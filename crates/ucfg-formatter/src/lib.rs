//! # ucfg-formatter - Uncrustify Executable Integration
//!
//! Everything that touches the external formatter: locating it, running it
//! over a document, asking for its version, upgrading a config file in place.
//! Also the release feed used when no executable can report a version.
//!
//! ## Public API
//!
//! - [`format()`] / [`format_with_timeout()`] - Run `-l LANG -c CONFIG` over stdin
//! - [`query_installed_version()`] - `--version`, `None` on any failure
//! - [`upgrade_config()`] - `--update-config-with-doc`, written back on success
//! - [`FormatterExecutable`] - Configured path or `uncrustify` on `PATH`
//! - [`Language`] - Editor language id to `-l` flag
//! - [`remote`] - Release feed and default config download (`ucfg init`)

pub mod language;
pub mod process;
pub mod remote;
pub mod tool_availability;
pub mod upgrade;
pub mod version;

#[cfg(all(test, unix))]
pub(crate) mod test_utils;

pub use language::{Language, SUPPORTED_MODES};
pub use process::{
    format, format_with_timeout, run, run_with_timeout, FormatOutput, ProcessOutput,
    FORMAT_TIMEOUT,
};
pub use remote::{
    fetch_default_config, fetch_latest_version, DEFAULT_CONFIG_URL, VERSION_FEED_URL,
};
pub use tool_availability::{ExecutableSource, FormatterExecutable, DEFAULT_EXECUTABLE};
pub use upgrade::{upgrade_config, upgrade_config_with_timeout, UPGRADE_TIMEOUT};
pub use version::{query_installed_version, VERSION_TIMEOUT};
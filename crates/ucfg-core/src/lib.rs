//! # ucfg-core - Config Model, Form Renderer and Merger
//!
//! Foundation crate for the Uncrustify configurator. Everything here is pure
//! text in, text out: no process spawning, no file access beyond logging.
//!
//! ## Public API
//!
//! ### Parsing (`parser`, `types`)
//! - [`parse()`] - Config text to [`ParsedConfig`] (sections of typed fields)
//! - [`ConfigLine`] - Classification of a single config line
//! - [`TypeHint`] - String / Number / Boolean / Enumerated, from the `# comment`
//! - [`FieldDescriptor`], [`Section`]
//!
//! ### Version Detection (`version`)
//! - [`detect_format_version()`], [`extract_version()`], [`check_version()`]
//! - [`VersionStatus`] - Current / Outdated / Unknown
//!
//! ### Rendering (`markup`, `render`)
//! - [`MarkupNode`] - Tree of tags with ordered attributes
//! - [`render()`], [`render_sections()`] - Parsed config to form markup
//! - [`to_document()`] - Serialize a tree as a complete HTML page
//!
//! ### Editing (`form`, `merge`)
//! - [`FormSubmission`] - Per-field control state, serialized to an [`EditPatch`]
//! - [`merge()`] - Apply an [`EditPatch`] to the original text
//!
//! ### Error Handling (`error`)
//! - [`Error`], [`Result`], [`ResultExt`]
//!
//! ## Prelude
//!
//! ```rust
//! use ucfg_core::prelude::*;
//! ```

pub mod error;
pub mod form;
pub mod logging;
pub mod markup;
pub mod merge;
pub mod parser;
pub mod render;
pub mod types;
pub mod version;

/// Prelude for common imports used throughout all configurator crates
pub mod prelude {
    pub use super::error::{Error, Result, ResultExt};
    pub use tracing::{debug, error, info, instrument, trace, warn};
}

pub use error::{Error, Result, ResultExt};
pub use form::{serialize_field, ControlValue, FormSubmission, SubmittedField};
pub use markup::{serialize, to_document, MarkupNode};
pub use merge::{merge, replace_directive, EditPatch, PatchValue};
pub use parser::{parse, ConfigLine};
pub use render::{render, render_sections, RenderOptions};
pub use types::{FieldDescriptor, ParsedConfig, Section, TypeHint};
pub use version::{check_version, detect_format_version, extract_version, VersionStatus};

=-=-=

BRIEF. Examine the records and pull out every line where the string "VersionStatus" occurs.

TASK RESULT.
//! - [`VersionStatus`] - Current / Outdated / Unknown
pub use version::{check_version, detect_format_version, extract_version, VersionStatus};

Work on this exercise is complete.